■ Work to complete:
Below are some entries. Copy each line that holds the string "static".

■ Dataset extract:
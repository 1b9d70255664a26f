//! Remote persistence for device state.
//!
//! The remote store is an opaque path-keyed boolean store. Every device lives
//! at `/devices/<id>`. Backends register a factory in [`REGISTRY`]; the first
//! one that finds its configuration wins, otherwise state is kept in memory.

#[cfg(feature = "store_firebase")]
mod firebase;
mod memory;
#[cfg(feature = "store_mqtt")]
mod mqtt;

use std::sync::Arc;

use anyhow::Context;
use async_trait::async_trait;
use linkme::distributed_slice;
use tracing::info;
use tracing::warn;

use crate::config::Config;
#[cfg(feature = "store_firebase")]
pub use firebase::FirebaseStore;
pub use memory::MemoryStore;
#[cfg(feature = "store_mqtt")]
pub use mqtt::MqttStore;

#[derive(Debug, thiserror::Error)]
pub enum RemoteError {
    #[error("request to remote store failed: {0}")]
    Request(String),

    #[error("remote store rejected {path} with status {status}: {body}")]
    Rejected {
        path: String,
        status: u16,
        body: String,
    },

    #[error("unexpected value at {path}: {value}")]
    UnexpectedValue { path: String, value: String },

    #[error("remote write task failed: {0}")]
    Task(String),
}

/// Path of a device's state in the remote store
pub fn device_path(device_id: &str) -> String {
    format!("/devices/{}", device_id)
}

/// A path-keyed boolean persistence capability
#[async_trait]
pub trait RemoteStore: Send + Sync {
    /// Short backend name for logs
    fn name(&self) -> &str;

    /// Write `value` at `path`
    async fn write(&self, path: &str, value: bool) -> Result<(), RemoteError>;

    /// Read the value at `path`. `None` means nothing is stored there, or the
    /// backend cannot read (see [`RemoteStore::supports_read`]).
    async fn read(&self, _path: &str) -> Result<Option<bool>, RemoteError> {
        Ok(None)
    }

    fn supports_read(&self) -> bool {
        false
    }
}

/// Result type for remote store factory functions
pub type RemoteStoreFactoryResult = anyhow::Result<Option<Arc<dyn RemoteStore>>>;

pub struct RemoteStoreContext<'a> {
    pub config: &'a Config,
}

#[distributed_slice]
pub static REGISTRY: [fn(&RemoteStoreContext) -> RemoteStoreFactoryResult];

/// Pick the configured remote store, falling back to [`MemoryStore`] only
/// when no backend is configured. A configured backend that fails to set up
/// is an error.
pub fn from_config(config: &Config) -> anyhow::Result<Arc<dyn RemoteStore>> {
    let ctx = RemoteStoreContext { config };
    for constr in REGISTRY {
        if let Some(store) = constr(&ctx).context("failed to set up remote store")? {
            info!("Using remote store: {}", store.name());
            return Ok(store);
        }
    }

    warn!("No remote store configured, device state will not be persisted");
    Ok(Arc::new(MemoryStore::new()))
}
use std::collections::{BTreeMap, HashMap, HashSet};

use serde::Serialize;

use crate::grading::{grade_for, Grade, PASS_THRESHOLD};
use crate::models::{MarkEntry, Student, Subject};

#[derive(Debug, Clone, PartialEq, Serialize)]
pub struct SubjectStatistic {
    pub subject_id: i64,
    pub count: usize,
    pub average: f64,
    pub max: i64,
    pub min: i64,
    pub pass_count: usize,
    /// Fraction in 0.0..=1.0.
    pub pass_rate: f64,
}

impl SubjectStatistic {
    fn empty(subject_id: i64) -> Self {
        Self {
            subject_id,
            count: 0,
            average: 0.0,
            max: 0,
            min: 0,
            pass_count: 0,
            pass_rate: 0.0,
        }
    }
}

#[derive(Debug, Clone, PartialEq, Serialize)]
pub struct GradeBucket {
    pub grade: Grade,
    pub band: &'static str,
    pub count: usize,
    pub percent_of_total: f64,
}

#[derive(Debug, Clone, PartialEq, Serialize)]
pub struct TopStudent {
    pub student_id: i64,
    pub name: String,
    pub roll_no: String,
    pub average: f64,
    pub total: i64,
}

#[derive(Debug, Clone, Default, PartialEq, Serialize)]
pub struct OverallStatistics {
    pub student_count: usize,
    pub total_entries: usize,
    pub average: f64,
    pub max: i64,
    pub min: i64,
    pub pass_percentage: f64,
}

fn passed(score: i64) -> bool {
    score as f64 >= PASS_THRESHOLD
}

fn ratio(part: usize, whole: usize) -> f64 {
    if whole == 0 {
        0.0
    } else {
        part as f64 / whole as f64
    }
}

pub fn subject_statistics(marks: &[MarkEntry]) -> BTreeMap<i64, SubjectStatistic> {
    let mut totals: BTreeMap<i64, (SubjectStatistic, i64)> = BTreeMap::new();

    for mark in marks {
        let (stat, sum) = totals.entry(mark.subject_id).or_insert_with(|| {
            let mut stat = SubjectStatistic::empty(mark.subject_id);
            stat.max = mark.score;
            stat.min = mark.score;
            (stat, 0)
        });
        stat.count += 1;
        stat.max = stat.max.max(mark.score);
        stat.min = stat.min.min(mark.score);
        if passed(mark.score) {
            stat.pass_count += 1;
        }
        *sum += mark.score;
    }

    totals
        .into_iter()
        .map(|(subject_id, (mut stat, sum))| {
            stat.average = if stat.count == 0 {
                0.0
            } else {
                sum as f64 / stat.count as f64
            };
            stat.pass_rate = ratio(stat.pass_count, stat.count);
            (subject_id, stat)
        })
        .collect()
}

/// Buckets every mark into the eight bands, best band first.
/// All bands are present, including empty ones.
pub fn grade_distribution(marks: &[MarkEntry]) -> Vec<GradeBucket> {
    let mut counts: HashMap<Grade, usize> = HashMap::new();
    for mark in marks {
        *counts.entry(grade_for(mark.score as f64)).or_insert(0) += 1;
    }

    Grade::ALL
        .iter()
        .map(|grade| {
            let count = counts.get(grade).copied().unwrap_or(0);
            GradeBucket {
                grade: *grade,
                band: grade.band_label(),
                count,
                percent_of_total: ratio(count, marks.len()) * 100.0,
            }
        })
        .collect()
}

/// Ranks students by average mark. Ties keep the order in which students
/// first appear in `marks`. Marks for students missing from `students` are
/// ignored.
pub fn top_students(marks: &[MarkEntry], students: &[Student], n: usize) -> Vec<TopStudent> {
    let by_id: HashMap<i64, &Student> = students.iter().map(|s| (s.id, s)).collect();
    let mut order: HashMap<i64, usize> = HashMap::new();
    let mut groups: Vec<(&Student, i64, usize)> = Vec::new();

    for mark in marks {
        let Some(&student) = by_id.get(&mark.student_id) else {
            continue;
        };
        let index = *order.entry(mark.student_id).or_insert_with(|| {
            groups.push((student, 0, 0));
            groups.len() - 1
        });
        let group = &mut groups[index];
        group.1 += mark.score;
        group.2 += 1;
    }

    let mut ranked: Vec<TopStudent> = groups
        .into_iter()
        .map(|(student, total, count)| TopStudent {
            student_id: student.id,
            name: student.name.clone(),
            roll_no: student.roll_no.clone(),
            average: if count == 0 {
                0.0
            } else {
                total as f64 / count as f64
            },
            total,
        })
        .collect();

    ranked.sort_by(|a, b| {
        b.average
            .partial_cmp(&a.average)
            .unwrap_or(std::cmp::Ordering::Equal)
    });
    ranked.truncate(n);
    ranked
}

pub fn overall_statistics(marks: &[MarkEntry]) -> OverallStatistics {
    if marks.is_empty() {
        return OverallStatistics::default();
    }

    let students: HashSet<i64> = marks.iter().map(|m| m.student_id).collect();
    let sum: i64 = marks.iter().map(|m| m.score).sum();
    let pass_count = marks.iter().filter(|m| passed(m.score)).count();

    OverallStatistics {
        student_count: students.len(),
        total_entries: marks.len(),
        average: sum as f64 / marks.len() as f64,
        max: marks.iter().map(|m| m.score).max().unwrap_or(0),
        min: marks.iter().map(|m| m.score).min().unwrap_or(0),
        pass_percentage: ratio(pass_count, marks.len()) * 100.0,
    }
}

#[derive(Debug, Clone, Serialize)]
pub struct SubjectRow {
    pub code: String,
    pub name: String,
    #[serde(flatten)]
    pub stats: SubjectStatistic,
}

/// Everything the analysis dashboard shows, computed from one snapshot.
#[derive(Debug, Clone, Serialize)]
pub struct Analysis {
    pub registered_students: usize,
    pub overall: OverallStatistics,
    pub subjects: Vec<SubjectRow>,
    pub top_students: Vec<TopStudent>,
    pub distribution: Vec<GradeBucket>,
}

impl Analysis {
    pub fn build(
        subjects: &[Subject],
        students: &[Student],
        marks: &[MarkEntry],
        top_n: usize,
    ) -> Self {
        let mut stats = subject_statistics(marks);
        let rows = subjects
            .iter()
            .map(|subject| SubjectRow {
                code: subject.code.clone(),
                name: subject.name.clone(),
                stats: stats
                    .remove(&subject.id)
                    .unwrap_or_else(|| SubjectStatistic::empty(subject.id)),
            })
            .collect();

        Self {
            registered_students: students.len(),
            overall: overall_statistics(marks),
            subjects: rows,
            top_students: top_students(marks, students, top_n),
            distribution: grade_distribution(marks),
        }
    }
}

#[cfg(test)]
mod tests {
    use super::*;

    fn mark(student_id: i64, subject_id: i64, score: i64) -> MarkEntry {
        MarkEntry {
            student_id,
            subject_id,
            score,
        }
    }

    fn student(id: i64, name: &str) -> Student {
        Student {
            id,
            roll_no: format!("BCA{id:03}"),
            name: name.to_string(),
            semester: 5,
            email: None,
            phone: None,
        }
    }

    #[test]
    fn subject_statistics_group_by_subject() {
        let marks = vec![mark(1, 1, 80), mark(2, 1, 30), mark(3, 1, 40), mark(1, 2, 55)];
        let stats = subject_statistics(&marks);

        let first = &stats[&1];
        assert_eq!(first.count, 3);
        assert!((first.average - 50.0).abs() < f64::EPSILON);
        assert_eq!(first.max, 80);
        assert_eq!(first.min, 30);
        assert_eq!(first.pass_count, 2);
        assert!((first.pass_rate - 2.0 / 3.0).abs() < 1e-9);

        let second = &stats[&2];
        assert_eq!(second.count, 1);
        assert!((second.pass_rate - 1.0).abs() < f64::EPSILON);
    }

    #[test]
    fn empty_marks_give_zero_aggregates() {
        assert!(subject_statistics(&[]).is_empty());
        assert_eq!(overall_statistics(&[]), OverallStatistics::default());
        assert!(top_students(&[], &[student(1, "Asha")], 5).is_empty());

        let distribution = grade_distribution(&[]);
        assert_eq!(distribution.len(), 8);
        assert!(distribution.iter().all(|b| b.count == 0 && b.percent_of_total == 0.0));
    }

    #[test]
    fn distribution_uses_fixed_band_order() {
        let marks = vec![
            mark(1, 1, 95),
            mark(1, 2, 44),
            mark(1, 3, 40),
            mark(2, 1, 39),
            mark(2, 2, 47),
            mark(2, 3, 82),
        ];
        let distribution = grade_distribution(&marks);
        let grades: Vec<Grade> = distribution.iter().map(|b| b.grade).collect();
        assert_eq!(grades, Grade::ALL.to_vec());

        let counts: Vec<usize> = distribution.iter().map(|b| b.count).collect();
        assert_eq!(counts, vec![1, 1, 0, 0, 0, 1, 2, 1]);
        assert_eq!(distribution[6].band, "P (40-44)");
        assert_eq!(distribution[7].band, "F (Below 40)");

        let sum: f64 = distribution.iter().map(|b| b.percent_of_total).sum();
        assert!((sum - 100.0).abs() < 1e-9);
    }

    #[test]
    fn top_students_rank_by_average() {
        let students = vec![student(1, "S1"), student(2, "S2"), student(3, "S3")];
        let marks = vec![mark(1, 1, 90), mark(2, 1, 70), mark(3, 1, 80)];

        let ranked = top_students(&marks, &students, 5);
        let names: Vec<&str> = ranked.iter().map(|t| t.name.as_str()).collect();
        assert_eq!(names, vec!["S1", "S3", "S2"]);
    }

    #[test]
    fn top_students_truncates_and_keeps_tie_order() {
        let students = vec![student(1, "A"), student(2, "B"), student(3, "C")];
        let marks = vec![
            mark(2, 1, 60),
            mark(2, 2, 80),
            mark(1, 1, 70),
            mark(3, 1, 50),
        ];

        let ranked = top_students(&marks, &students, 2);
        assert_eq!(ranked.len(), 2);
        assert_eq!(ranked[0].name, "B");
        assert_eq!(ranked[0].total, 140);
        assert_eq!(ranked[1].name, "A");
    }

    #[test]
    fn top_students_skip_unknown_students() {
        let students = vec![student(1, "Known")];
        let marks = vec![mark(1, 1, 50), mark(9, 1, 99)];
        let ranked = top_students(&marks, &students, 5);
        assert_eq!(ranked.len(), 1);
        assert_eq!(ranked[0].name, "Known");
    }

    #[test]
    fn overall_statistics_cover_all_marks() {
        let marks = vec![mark(1, 1, 90), mark(1, 2, 30), mark(2, 1, 60)];
        let overall = overall_statistics(&marks);
        assert_eq!(overall.student_count, 2);
        assert_eq!(overall.total_entries, 3);
        assert!((overall.average - 60.0).abs() < f64::EPSILON);
        assert_eq!(overall.max, 90);
        assert_eq!(overall.min, 30);
        assert!((overall.pass_percentage - 200.0 / 3.0).abs() < 1e-9);
    }

    #[test]
    fn analysis_lists_subjects_without_marks() {
        let subjects = vec![
            Subject {
                id: 1,
                code: "0527001".to_string(),
                name: "Java Programming".to_string(),
                credits: 4,
            },
            Subject {
                id: 2,
                code: "0527002".to_string(),
                name: "Computer Networks".to_string(),
                credits: 4,
            },
        ];
        let students = vec![student(1, "Asha"), student(2, "Ravi")];
        let marks = vec![mark(1, 1, 72)];

        let analysis = Analysis::build(&subjects, &students, &marks, 5);
        assert_eq!(analysis.registered_students, 2);
        assert_eq!(analysis.subjects.len(), 2);
        assert_eq!(analysis.subjects[0].stats.count, 1);
        assert_eq!(analysis.subjects[1].stats.count, 0);
        assert_eq!(analysis.subjects[1].stats.pass_rate, 0.0);
        assert_eq!(analysis.top_students.len(), 1);
    }
}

■ Answer:
pub static REGISTRY: [fn(&RemoteStoreContext) -> RemoteStoreFactoryResult];
    pub band: &'static str,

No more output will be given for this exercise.